Dans cette émission, StreetPress et ses dix ans d'existence fait office de grand ancien. L'objectif de ce média, explique Molard, "est de prendre l’information au niveau du sol, de privilégier le terrain, le témoignage de gens qui vivent les choses en vrai". StreetPress ne traite pas seulement de la banlieue, mais aussi des violences d'État "au sens global". StreetPress a un studio qui réalise des contenus vidéos pour des clients et qui finance à 50% le média : de quoi craindre pour son indépendance ? Molard explique que son média a été financé auprès des banques grâce à... un crédit à la consommation ! A une période où, en outre, le financement participatif n'était pas si développé. Il fallait trouver un modèle hybride de financement. D'autant que comme le dit Molard : "On voulait créer un média pour les jeunes, pour les gens qui n’ont pas de sous. On ne peut pas parler des quartiers populaires s’ils ne peuvent pas nous lire." Pour Ernault, de Splaan : "On travaille avec des pigistes, sur des travaux au long court. On n'a pas de salarié. Le jour où on n'aura plus d’argent, on ne financera plus d’enquête."

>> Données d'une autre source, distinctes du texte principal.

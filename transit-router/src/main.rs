use std::io::{self, BufWriter, Write};
use std::process::ExitCode;

use tracing::error;
use tracing_subscriber::EnvFilter;

use transit_router::catalog::TransitCatalog;
use transit_router::requests::{
    RequestDocument, RequestError, load_document, process_batch, read_document, write_responses,
};

fn main() -> ExitCode {
    // Logs go to stderr; stdout carries only the JSON responses
    tracing_subscriber::fmt()
        .with_env_filter(
            EnvFilter::try_from_default_env().unwrap_or_else(|_| EnvFilter::new("info")),
        )
        .with_writer(io::stderr)
        .init();

    match run() {
        Ok(()) => ExitCode::SUCCESS,
        Err(e) => {
            error!(error = %e, "Request processing failed");
            ExitCode::FAILURE
        }
    }
}

/// Read requests from the file named by the first argument, or stdin.
fn run() -> Result<(), RequestError> {
    let document: RequestDocument = match std::env::args_os().nth(1) {
        Some(path) => load_document(path)?,
        None => read_document(io::stdin().lock())?,
    };

    let catalog = TransitCatalog::new();
    let responses = process_batch(&catalog, document)?;

    let mut out = BufWriter::new(io::stdout().lock());
    write_responses(&mut out, &responses)?;
    writeln!(out)?;
    out.flush()?;
    Ok(())
}
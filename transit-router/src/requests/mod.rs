//! Request and response contract.
//!
//! Requests are a closed set of tagged unions deserialized with serde;
//! [`handle`] dispatches one request against a [`TransitCatalog`] and
//! [`process_batch`] runs a whole request document, answering queries in
//! the order they were given.
//!
//! [`TransitCatalog`]: crate::catalog::TransitCatalog

mod dto;
mod error;
mod process;

pub use dto::{
    BaseRequest, BusRequest, NOT_FOUND, Request, RequestDocument, Response, ResponseBody,
    RouteItemResult, SettingsRequest, StatRequest, StopRequest,
};
pub use error::RequestError;
pub use process::{handle, load_document, process_batch, read_document, write_responses};
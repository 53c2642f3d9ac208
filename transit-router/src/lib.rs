//! Transit network routing engine.
//!
//! Keeps a model of bus stops and routes, answers route statistics
//! queries and finds the fastest itinerary between two stops, itemized
//! into waits and bus rides.

pub mod catalog;
pub mod domain;
pub mod registry;
pub mod requests;
pub mod router;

"On n'est pas un média de fact-checking"

Le troisième temps de l'échange permet à nos invités de rebondir sur l'actualité et leurs productions. Ces derniers jours, Macron a annoncé l'extension du pass sanitaire, difficile à mettre en place. Une décision qui a abouti à des rassemblements pour contester sa mise en place : "Quel est notre rôle à nous les médias, face à cette France qui peut se couper en deux ?" demande Emmanuelle Walter. En "rendant compte des avancées de la science, assure Fontez. Mais on n'est pas un média de fact checking". Ernault pointe du doigt la responsabilité de l'exécutif : "Ce qui pèche en France, c’est qu'on a un chef d’Etat qui prend des décisions dans son coin […] et ça nourrit la défiance. […] On aurait un taux de vaccination plus fort si on avait pas eu des mensonges sur les stocks de masques." Molard : "Un des rôles de la presse, c’est aussi d’apporter de la complexité, au lieu d’apporter des réponses binaires […] On réduit trop souvent les gens qui ne se vaccinent pas à une décision politique, mais il y a aussi des enjeux liés à l'accès au numérique, à l'alphabétisation etc."

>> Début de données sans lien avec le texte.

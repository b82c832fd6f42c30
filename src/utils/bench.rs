//! Measurement primitives shared by the timer and the trial closures.
//!
//! By default (`cpu_cycles` feature), measurements use CPU cycle counters
//! for precise micro-benchmarking. Use `--features use_time` or
//! `--no-default-features` to use wall-clock time instead.

use std::time::Duration;

// ============================================================================
// Measurement abstraction: cycles or time depending on feature flags
// ============================================================================
//
// Use CPU cycles if: cpu_cycles is enabled AND use_time is NOT enabled
// Use wall-clock time if: use_time is enabled OR cpu_cycles is disabled

/// Measurement value type - cycles (u64) or Duration depending on feature
#[cfg(all(feature = "cpu_cycles", not(feature = "use_time")))]
pub type Measurement = u64;

#[cfg(any(not(feature = "cpu_cycles"), feature = "use_time"))]
pub type Measurement = Duration;

#[cfg(all(feature = "cpu_cycles", not(feature = "use_time")))]
pub type Instant = u64;

#[cfg(any(not(feature = "cpu_cycles"), feature = "use_time"))]
pub type Instant = std::time::Instant;

/// Read current measurement (cycles or time)
#[cfg(all(feature = "cpu_cycles", not(feature = "use_time")))]
#[inline(always)]
pub fn now() -> Instant {
    crate::utils::cycles::read_cycles()
}

#[cfg(any(not(feature = "cpu_cycles"), feature = "use_time"))]
#[inline(always)]
pub fn now() -> Instant {
    std::time::Instant::now()
}

/// Calculate elapsed measurement
#[cfg(all(feature = "cpu_cycles", not(feature = "use_time")))]
#[inline(always)]
pub fn elapsed(start: Instant) -> Measurement {
    crate::utils::cycles::read_cycles().saturating_sub(start)
}

#[cfg(any(not(feature = "cpu_cycles"), feature = "use_time"))]
#[inline(always)]
pub fn elapsed(start: Instant) -> Measurement {
    start.elapsed()
}

/// Measurement as a plain integer: raw cycles, or nanoseconds
#[cfg(all(feature = "cpu_cycles", not(feature = "use_time")))]
pub fn to_nanos(m: Measurement) -> u64 {
    m
}

#[cfg(any(not(feature = "cpu_cycles"), feature = "use_time"))]
pub fn to_nanos(m: Measurement) -> u64 {
    m.as_nanos() as u64
}

/// Get the measurement unit name
#[cfg(all(feature = "cpu_cycles", not(feature = "use_time")))]
pub const fn unit_name() -> &'static str {
    #[cfg(target_arch = "aarch64")]
    {
        "ticks"
    }
    #[cfg(any(target_arch = "x86_64", target_arch = "x86"))]
    {
        "cycles"
    }
}

#[cfg(any(not(feature = "cpu_cycles"), feature = "use_time"))]
pub const fn unit_name() -> &'static str {
    "ns"
}

/// Format a summary value for display.
///
/// Summaries are stored as `Duration`s; in cycle mode the "nanoseconds" are
/// really cycles or ticks.
#[cfg(all(feature = "cpu_cycles", not(feature = "use_time")))]
pub fn format_measurement(d: Duration) -> String {
    format!("{} {}", d.as_nanos(), unit_name())
}

#[cfg(any(not(feature = "cpu_cycles"), feature = "use_time"))]
pub fn format_measurement(d: Duration) -> String {
    format!("{:?}", d)
}

/// Time an expression, returning `(measurement, value)`.
#[macro_export]
macro_rules! measure {
    ($body:expr) => {{
        let start = $crate::utils::bench::now();
        let value = $body;
        let elapsed = $crate::utils::bench::elapsed(start);
        (elapsed, value)
    }};
}

/// Get a seed from current time for randomization
pub fn time_seed() -> u64 {
    std::time::SystemTime::now()
        .duration_since(std::time::UNIX_EPOCH)
        .map(|d| d.as_nanos() as u64)
        .unwrap_or(0x12345678)
}

#[cfg(test)]
mod tests {
    use super::*;
    use std::hint::black_box;

    #[test]
    fn test_measure_returns_value() {
        let (_, value) = crate::measure!(black_box(20) + 22);
        assert_eq!(value, 42);
    }

    #[test]
    fn test_format_measurement_has_unit() {
        let s = format_measurement(Duration::from_nanos(1500));
        assert!(!s.is_empty());
        #[cfg(all(feature = "cpu_cycles", not(feature = "use_time")))]
        assert!(s.ends_with(unit_name()));
    }
}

Un autre sujet qui devrait nous occuper en permanence et qui de fait occupe beaucoup les médias en ce moment, c'est le dérèglement climatique, du dôme de chaleur de l’ouest nord-américain aux inondations en Belgique et Allemagne. "Et là on fait face au climatoscepticisme", relève Walter. Pour Fontez, essayer de convaincre les climatosceptiques, c'est peine perdue :  "Une étude scientifique a récemment montré que les arguments scientifiques n'ont pas de prise sur les climatosceptiques". Pourtant, "la science, c’est un débat."

Splaan s'est, de son côté, beaucoup intéressé aux émissions d'ammoniac en Bretagne, un gaz issu de l'élevage intensif. Ernault : "Ce qu’on montre dans cette enquête c’est le manque de volonté politique […] mais aussi le manque de moyens de l’association qui est sensée mesurer les taux d’ammoniac en Bretagne." A StreetPress aussi on parle d'environnement, mais par le prisme du "racisme environnemental", avec notamment un documentaire sur une aire d'accueil de gens de voyage juste à côté de l'usine Lubrizol de Rouen, qui a connu un grave incendie en 2019 (le documentaire de StreetPress est in extenso visible ci-dessous). Molard veut ainsi rappeler que les catastrophes environnementales, "c’est aussi un enjeu qui touche directement les plus précaires. Toutes les grandes crises, comme le Covid, touchent d’abord les plus précaires".